AIM OF THE EXERCISE -
Look through the data below for the line with "Some(chain)", and transcribe it exactly together with each line after it up to and including the line with "pub fn role_name_pairs(&self, depth_limit: usize)". Give nothing else.

Dataset entries -
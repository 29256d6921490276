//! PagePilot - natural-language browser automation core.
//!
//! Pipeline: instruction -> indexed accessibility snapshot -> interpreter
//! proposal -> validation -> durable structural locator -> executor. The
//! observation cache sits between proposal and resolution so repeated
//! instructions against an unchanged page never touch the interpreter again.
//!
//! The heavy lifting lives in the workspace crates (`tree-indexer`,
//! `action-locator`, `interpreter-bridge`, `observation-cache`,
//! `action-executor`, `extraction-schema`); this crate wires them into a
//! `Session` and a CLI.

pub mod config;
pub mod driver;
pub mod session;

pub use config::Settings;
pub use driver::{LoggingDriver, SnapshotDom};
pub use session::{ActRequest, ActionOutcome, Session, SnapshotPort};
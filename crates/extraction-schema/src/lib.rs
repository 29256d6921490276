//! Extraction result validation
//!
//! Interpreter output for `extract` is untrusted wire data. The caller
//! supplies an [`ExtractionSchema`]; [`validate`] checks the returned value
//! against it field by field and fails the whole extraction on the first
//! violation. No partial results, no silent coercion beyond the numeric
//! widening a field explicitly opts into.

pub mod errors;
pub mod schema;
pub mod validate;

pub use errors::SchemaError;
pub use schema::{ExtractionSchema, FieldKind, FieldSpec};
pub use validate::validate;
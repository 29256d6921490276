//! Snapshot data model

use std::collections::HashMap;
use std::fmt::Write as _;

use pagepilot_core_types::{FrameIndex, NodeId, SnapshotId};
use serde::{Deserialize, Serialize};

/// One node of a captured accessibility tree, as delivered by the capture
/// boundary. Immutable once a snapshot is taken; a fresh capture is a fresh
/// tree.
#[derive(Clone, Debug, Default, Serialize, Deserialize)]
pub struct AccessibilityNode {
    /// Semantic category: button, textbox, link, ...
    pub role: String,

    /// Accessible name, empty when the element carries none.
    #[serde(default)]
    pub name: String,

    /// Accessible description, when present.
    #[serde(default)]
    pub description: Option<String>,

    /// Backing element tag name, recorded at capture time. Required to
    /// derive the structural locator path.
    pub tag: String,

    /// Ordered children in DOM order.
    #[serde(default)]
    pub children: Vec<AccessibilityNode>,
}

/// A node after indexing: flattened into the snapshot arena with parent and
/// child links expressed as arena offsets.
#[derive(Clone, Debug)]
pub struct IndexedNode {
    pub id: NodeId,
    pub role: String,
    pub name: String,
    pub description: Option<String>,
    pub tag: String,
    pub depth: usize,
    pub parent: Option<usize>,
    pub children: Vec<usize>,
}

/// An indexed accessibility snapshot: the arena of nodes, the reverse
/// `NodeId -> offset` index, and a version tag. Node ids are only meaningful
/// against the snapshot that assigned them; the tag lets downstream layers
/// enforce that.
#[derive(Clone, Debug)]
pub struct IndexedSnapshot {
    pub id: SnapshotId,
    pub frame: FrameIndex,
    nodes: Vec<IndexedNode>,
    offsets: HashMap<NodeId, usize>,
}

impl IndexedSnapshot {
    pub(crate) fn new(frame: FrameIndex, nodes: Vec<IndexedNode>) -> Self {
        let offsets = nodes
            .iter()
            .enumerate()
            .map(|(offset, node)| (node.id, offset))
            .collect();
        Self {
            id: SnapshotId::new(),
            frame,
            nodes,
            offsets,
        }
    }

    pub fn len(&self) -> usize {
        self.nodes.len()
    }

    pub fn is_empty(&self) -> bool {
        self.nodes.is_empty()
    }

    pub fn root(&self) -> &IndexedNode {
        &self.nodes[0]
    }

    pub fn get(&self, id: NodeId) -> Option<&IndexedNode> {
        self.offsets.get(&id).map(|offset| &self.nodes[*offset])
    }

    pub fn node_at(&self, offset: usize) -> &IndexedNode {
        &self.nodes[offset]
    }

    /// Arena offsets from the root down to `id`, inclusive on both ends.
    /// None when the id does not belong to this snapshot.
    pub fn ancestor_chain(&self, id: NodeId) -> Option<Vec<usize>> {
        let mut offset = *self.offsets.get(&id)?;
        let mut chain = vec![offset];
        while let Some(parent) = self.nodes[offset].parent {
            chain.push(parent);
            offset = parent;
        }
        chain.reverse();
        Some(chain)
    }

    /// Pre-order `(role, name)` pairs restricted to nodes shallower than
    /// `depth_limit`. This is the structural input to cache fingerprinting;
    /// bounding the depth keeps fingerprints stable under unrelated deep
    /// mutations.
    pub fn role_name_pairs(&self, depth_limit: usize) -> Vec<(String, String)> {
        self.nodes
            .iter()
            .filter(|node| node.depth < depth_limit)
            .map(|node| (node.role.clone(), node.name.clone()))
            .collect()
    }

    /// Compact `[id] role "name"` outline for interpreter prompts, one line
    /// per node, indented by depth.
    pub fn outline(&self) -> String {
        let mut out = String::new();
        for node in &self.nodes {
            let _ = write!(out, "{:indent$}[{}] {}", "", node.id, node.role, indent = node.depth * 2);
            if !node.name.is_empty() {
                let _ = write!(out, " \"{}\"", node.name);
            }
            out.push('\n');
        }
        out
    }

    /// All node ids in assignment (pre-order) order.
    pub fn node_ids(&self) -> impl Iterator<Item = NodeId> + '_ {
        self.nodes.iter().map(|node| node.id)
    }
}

ANSWER -
        Some(chain)
    }

    /// Pre-order `(role, name)` pairs restricted to nodes shallower than
    /// `depth_limit`. This is the structural input to cache fingerprinting;
    /// bounding the depth keeps fingerprints stable under unrelated deep
    /// mutations.
    pub fn role_name_pairs(&self, depth_limit: usize) -> Vec<(String, String)> {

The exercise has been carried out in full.